4. The apparatus of claim 1, wherein the monitoring circuit receives the decision device output signal for a predetermined period of time representing an acquisition of a desired number of transmitted symbol values.

5. The apparatus of claim 4, further comprising a memory, the memory being coupled to the monitoring circuit and being adapted to store decision device output data and test criteria.

6. The apparatus of claim 5, wherein the test criteria for determining equalizer convergence includes identifying a desired sample of transmitted symbol values.

7. The apparatus of claim 6, wherein the desired sample of transmitted symbol values includes at least one of every possible symbol value.

8. The apparatus of claim 1, wherein the monitoring circuit is coupled to the equalizer, the monitoring circuit resetting the equalizer when the equalizer diverges.

9. The apparatus of claim 1, wherein the monitoring circuit is coupled to the equalizer, the monitoring circuit resetting the equalizer when the equalizer achieves an invalid state.

10. The apparatus of claim 1, wherein the equalizer output signal includes an image representative datastream containing data packets.

11. The apparatus of claim 1, wherein the monitoring circuit is a microprocessor.

12. An equalizer status monitoring device for use in a digital communication system, the device including an adaptive channel equalizer, a slicer and a monitoring circuit, wherein the digital communications system receives a vestigial sideband modulated signal containing high definition video information represented by a multiple level symbol constellation, the data having a data frame format constituted by a succession of data frames, the adaptive channel equalizer generating a first output signal which is input to the slicer, the slicer generating a second output signal which is input to the monitoring circuit, the monitoring circuit applying a test criteria to the second output signal to determine convergence of the adaptive channel equalizer.

13. The system of claim 12, wherein the monitoring circuit is coupled to the adaptive channel equalizer and resets the adaptive channel equalizer when the adaptive channel equalizer diverges.

14. The system of claim 12, wherein the monitoring circuit is coupled to the adaptive channel equalizer and resets the adaptive channel equalizer when the adaptive channel equalizer assumes an invalid state.

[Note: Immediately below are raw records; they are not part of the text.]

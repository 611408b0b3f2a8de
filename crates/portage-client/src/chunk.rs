//! Chunk planning for parallel transfers.

/// Half-open byte range `[start, end)` assigned to one transfer worker.
#[derive(Debug, Clone, Copy, PartialEq, Eq)]
pub struct ChunkRange {
    pub index: u64,
    pub start: u64,
    pub end: u64,
}

impl ChunkRange {
    pub fn len(&self) -> u64 {
        self.end - self.start
    }

    pub fn is_empty(&self) -> bool {
        self.start == self.end
    }
}

/// Partition `file_size` bytes into chunks for `workers` workers.
///
/// The chunk size is `ceil(file_size / workers)` but never below
/// `min_chunk`, so small files produce fewer chunks than workers and the
/// last chunk absorbs the remainder. The returned ranges are ordered,
/// contiguous and cover the file exactly.
pub fn plan_chunks(file_size: u64, workers: u64, min_chunk: u64) -> Vec<ChunkRange> {
    if file_size == 0 || workers == 0 {
        return Vec::new();
    }
    let chunk = file_size.div_ceil(workers).max(min_chunk.max(1));
    let count = file_size.div_ceil(chunk);
    (0..count)
        .map(|index| {
            let start = index * chunk;
            ChunkRange {
                index,
                start,
                end: (start + chunk).min(file_size),
            }
        })
        .collect()
}

#[cfg(test)]
mod tests {
    use super::*;
    use portage_proto::{CHUNK_THRESHOLD, TRANSFER_WORKERS};

    fn assert_exact_partition(size: u64, chunks: &[ChunkRange]) {
        let mut expected_start = 0;
        for (i, c) in chunks.iter().enumerate() {
            assert_eq!(c.index, i as u64);
            assert_eq!(c.start, expected_start);
            assert!(c.end > c.start, "empty chunk at index {i}");
            expected_start = c.end;
        }
        assert_eq!(expected_start, size);
    }

    #[test]
    fn empty_file_needs_no_chunks() {
        assert!(plan_chunks(0, TRANSFER_WORKERS, CHUNK_THRESHOLD).is_empty());
    }

    #[test]
    fn small_file_is_one_chunk() {
        let chunks = plan_chunks(CHUNK_THRESHOLD - 1, TRANSFER_WORKERS, CHUNK_THRESHOLD);
        assert_eq!(chunks.len(), 1);
        assert_exact_partition(CHUNK_THRESHOLD - 1, &chunks);
    }

    #[test]
    fn threshold_floor_caps_chunk_count_for_mid_sized_files() {
        // 10 MiB at an 8-way split would be 1.25 MiB chunks; the floor
        // forces 4 MiB chunks and therefore 3 of them.
        let size = 10 * 1024 * 1024;
        let chunks = plan_chunks(size, TRANSFER_WORKERS, CHUNK_THRESHOLD);
        assert_eq!(chunks.len(), 3);
        assert_exact_partition(size, &chunks);
    }

    #[test]
    fn large_file_uses_every_worker() {
        let size = 100 * 1024 * 1024 + 17;
        let chunks = plan_chunks(size, TRANSFER_WORKERS, CHUNK_THRESHOLD);
        assert_eq!(chunks.len() as u64, TRANSFER_WORKERS);
        assert_exact_partition(size, &chunks);
    }

    #[test]
    fn partition_is_exact_across_awkward_sizes() {
        for size in [
            1,
            2,
            CHUNK_THRESHOLD - 1,
            CHUNK_THRESHOLD,
            CHUNK_THRESHOLD + 1,
            8 * CHUNK_THRESHOLD,
            8 * CHUNK_THRESHOLD + 1,
            33_554_431,
        ] {
            for workers in [1, 3, TRANSFER_WORKERS] {
                let chunks = plan_chunks(size, workers, CHUNK_THRESHOLD);
                assert!(chunks.len() as u64 <= workers.max(1));
                assert_exact_partition(size, &chunks);
            }
        }
    }
}
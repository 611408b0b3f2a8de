//! Passphrase-to-key derivation.
//!
//! Both peers derive the same 256-bit cipher key from the shared passphrase:
//! SHA-256 normalizes the passphrase, then PBKDF2-HMAC-SHA256 stretches it
//! with a fixed salt and iteration count. Fixed parameters keep derivation
//! reproducible without exchanging any session material; the threat model is
//! a shared secret between trusted peers, not password storage.

use pbkdf2::pbkdf2_hmac;
use sha2::{Digest, Sha256};
use thiserror::Error;

/// Fixed KDF salt, identical on every peer.
pub const KEY_SALT: &[u8] = b"portage-file-transfer";

/// Fixed PBKDF2 iteration count.
pub const KDF_ITERATIONS: u32 = 4096;

#[derive(Debug, Error, PartialEq, Eq)]
pub enum KeyError {
    #[error("passphrase must not be empty")]
    EmptyPassphrase,
}

/// Derive the 256-bit transport cipher key from a passphrase.
pub fn derive_key(passphrase: &str) -> Result<[u8; 32], KeyError> {
    if passphrase.is_empty() {
        return Err(KeyError::EmptyPassphrase);
    }
    let normalized = Sha256::digest(passphrase.as_bytes());
    let mut key = [0u8; 32];
    pbkdf2_hmac::<Sha256>(&normalized, KEY_SALT, KDF_ITERATIONS, &mut key);
    Ok(key)
}
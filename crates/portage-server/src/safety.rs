//! Path containment.
//!
//! Every client-supplied path is resolved lexically against the served root
//! before any filesystem call. Resolution is purely textual: `..` pops a
//! component and popping past the root is a rejection, so symlink layout and
//! file existence never influence the verdict. Leading slashes are treated
//! as root-relative, matching how the client names remote paths.

use std::path::{Component, Path, PathBuf};

use thiserror::Error;

#[derive(Debug, Error)]
#[error("path escapes the served root: {0}")]
pub struct PathRejected(pub String);

/// The directory this server agrees to expose.
#[derive(Debug, Clone)]
pub struct FsRoot {
    root: PathBuf,
}

impl FsRoot {
    /// Create the root directory if needed and pin its canonical location.
    pub fn new(root: impl Into<PathBuf>) -> std::io::Result<Self> {
        let root = root.into();
        std::fs::create_dir_all(&root)?;
        Ok(Self { root: root.canonicalize()? })
    }

    pub fn root(&self) -> &Path {
        &self.root
    }

    /// Turn a client path into an absolute path under the root, or refuse.
    pub fn resolve(&self, client_path: &str) -> Result<PathBuf, PathRejected> {
        Ok(self.root.join(clean_relative(client_path)?))
    }

    /// Client-facing name for an absolute path under the root: `/`-separated
    /// and always starting with `/`.
    pub fn display_path(&self, abs: &Path) -> String {
        let rel = abs.strip_prefix(&self.root).unwrap_or(abs);
        let joined = rel
            .components()
            .map(|c| c.as_os_str().to_string_lossy())
            .collect::<Vec<_>>()
            .join("/");
        format!("/{joined}")
    }
}

fn clean_relative(client_path: &str) -> Result<PathBuf, PathRejected> {
    let trimmed = client_path.trim_start_matches('/');
    let mut cleaned = PathBuf::new();
    for component in Path::new(trimmed).components() {
        match component {
            Component::Normal(part) => cleaned.push(part),
            Component::CurDir => {}
            Component::ParentDir => {
                if !cleaned.pop() {
                    return Err(PathRejected(client_path.to_string()));
                }
            }
            Component::RootDir | Component::Prefix(_) => {
                return Err(PathRejected(client_path.to_string()));
            }
        }
    }
    Ok(cleaned)
}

15. The system of claim 12, wherein the test criteria for determining convergence requires identifying at least some transmitted symbol values.

16. The system of claim 12, wherein the adaptive channel equalizer further comprises an infinite impulse response filter.

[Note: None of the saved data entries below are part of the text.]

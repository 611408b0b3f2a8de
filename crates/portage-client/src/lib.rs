//! Client for the portage file server.
//!
//! ```text
//!   TaskManager ── queues, caps, cancels, reports
//!        │
//!   transfer / pack ── chunked engine + compress-first policy
//!        │
//!   Client ── one encrypted mux session, one HTTP request per stream
//! ```
//!
//! Typical use: build a [`Client`], [`Client::connect`] it, then either call
//! the file actions directly or hand it to a [`TaskManager`] for background
//! transfers with progress and cancellation.

pub mod chunk;
mod client;
mod error;
mod ops;
pub mod pack;
pub mod tasks;
pub mod transfer;

pub use client::{Client, ConnState, CONNECT_TIMEOUT};
pub use error::{Error, Result};
pub use pack::{should_pack, PackConfig};
pub use tasks::{
    CompletionFn, Task, TaskKind, TaskManager, TaskSnapshot, TaskStatus, DEFAULT_MAX_PARALLEL,
};
pub use transfer::{download_file, file_sha256, upload_file, CancelFlag, ProgressFn};

pub use portage_proto::{ArchiveFormat, ListItem, StatInfo};
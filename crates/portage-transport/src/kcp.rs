//! KCP session tuning and setup.
//!
//! The tuning is system-wide and deliberately aggressive: this transport
//! carries a single flow through a private tunnel, so it trades fairness to
//! competing traffic for throughput and latency. Large windows, no-delay mode
//! with a short retransmission interval, fast retransmit after two duplicate
//! ACKs, congestion backoff disabled, and an MTU low enough to avoid IP
//! fragmentation on common paths.

use std::io;
use std::net::SocketAddr;

use tokio_kcp::{KcpConfig, KcpListener, KcpNoDelayConfig, KcpStream};

use crate::seal::{secure, SecureStream};

/// Send/receive window sizes, in packets.
const WINDOW_SIZE: u16 = 1024;

/// Retransmission check interval, milliseconds.
const NODELAY_INTERVAL: i32 = 10;

/// Duplicate-ACK count that triggers fast retransmit.
const FAST_RESEND: i32 = 2;

/// MTU below the usual 1500-byte Ethernet payload, leaving room for
/// IP/UDP headers plus KCP overhead.
const MTU: usize = 1350;

/// The one shared KCP tuning used by both peers.
pub fn transport_config() -> KcpConfig {
    KcpConfig {
        mtu: MTU,
        nodelay: KcpNoDelayConfig {
            nodelay: true,
            interval: NODELAY_INTERVAL,
            resend: FAST_RESEND,
            // Congestion backoff off: single private flow.
            nc: true,
        },
        wnd_size: (WINDOW_SIZE, WINDOW_SIZE),
        ..Default::default()
    }
}

/// Dial a server and wrap the connection in the sealed-frame layer.
pub async fn dial(addr: SocketAddr, key: &[u8; 32]) -> io::Result<SecureStream<KcpStream>> {
    let stream = KcpStream::connect(&transport_config(), addr)
        .await
        .map_err(io::Error::other)?;
    Ok(secure(stream, key))
}

/// Bind the server-side KCP listener.
pub async fn listen(addr: SocketAddr) -> io::Result<KcpListener> {
    KcpListener::bind(transport_config(), addr)
        .await
        .map_err(io::Error::other)
}
// src/error.rs
use crate::session::LicenseAnswer;
use thiserror::Error;

/// Failures while acquiring frames. None of these are fatal: the source is
/// retried on the next tick.
#[derive(Debug, Error)]
pub enum CaptureError {
    #[error("no capture device available")]
    NoDevice,

    #[error("capture device busy: {0}")]
    DeviceBusy(String),

    #[error("failed to open camera stream: {0}")]
    Stream(String),

    #[error("failed to decode frame: {0}")]
    Decode(String),

    #[error("source has no frame ready")]
    NoFrame,

    #[error("no more frames in video")]
    EndOfVideo,

    #[error("video source error: {0}")]
    Video(String),
}

#[derive(Debug, Error)]
pub enum EngineError {
    #[error("tracking engine rejected license: {0:?}")]
    License(LicenseAnswer),
}

#[derive(Debug, Error)]
pub enum PipelineError {
    #[error(transparent)]
    Capture(#[from] CaptureError),

    #[error(transparent)]
    Engine(#[from] EngineError),

    #[error("pipeline has been disposed")]
    Disposed,

    #[error("finger index must be between 0 and 5, got {0}")]
    InvalidFingerIndex(i32),
}

#[derive(Debug, Error)]
pub enum ConfigError {
    #[error("failed to read config {path}: {source}")]
    Io {
        path: String,
        #[source]
        source: std::io::Error,
    },

    #[error("failed to parse config: {0}")]
    Parse(#[from] serde_json::Error),
}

17. The system of claim 12, wherein the test criteria for determining convergence requires identifying at least one of each possible transmitted symbol value.

18. The system of claim 12 wherein the monitoring circuit is a microprocessor.

19. In a digital communications receiver including an adaptive equalization filter that desirably achieves a state of convergence and which undesirably achieves a state of divergence or an invalid state, a method of monitoring the state of the equalization filter comprising the steps of:

coupling an output signal from the equalization filter to a monitoring circuit;

causing the monitoring circuit to examine data contained within the output signal for a finite time period;

causing the monitoring circuit to apply a test protocol to the examined data; and

causing the monitoring circuit to reset the equalization filter when the test protocol detects a state of divergence.

20. A method according to claim 19, further comprising the step of causing the monitoring circuit to reset the equalization filter when the test protocol detects that the equalization filter has achieved an invalid state.

21. A method according to claim 19, further comprising the steps of:

coupling the equalization filter output signal to a slicer; and

coupling the slicer to the monitoring circuit such that the monitoring circuit examines data generated by the slicer.

22. A method according to claim 21, wherein the test protocol requires detection of each possible transmitted symbol value within the data generated by the slicer in order to find that the equalization filter has achieved a state of convergence.

23. The method of claim 19 wherein the monitoring circuit is a microprocessor.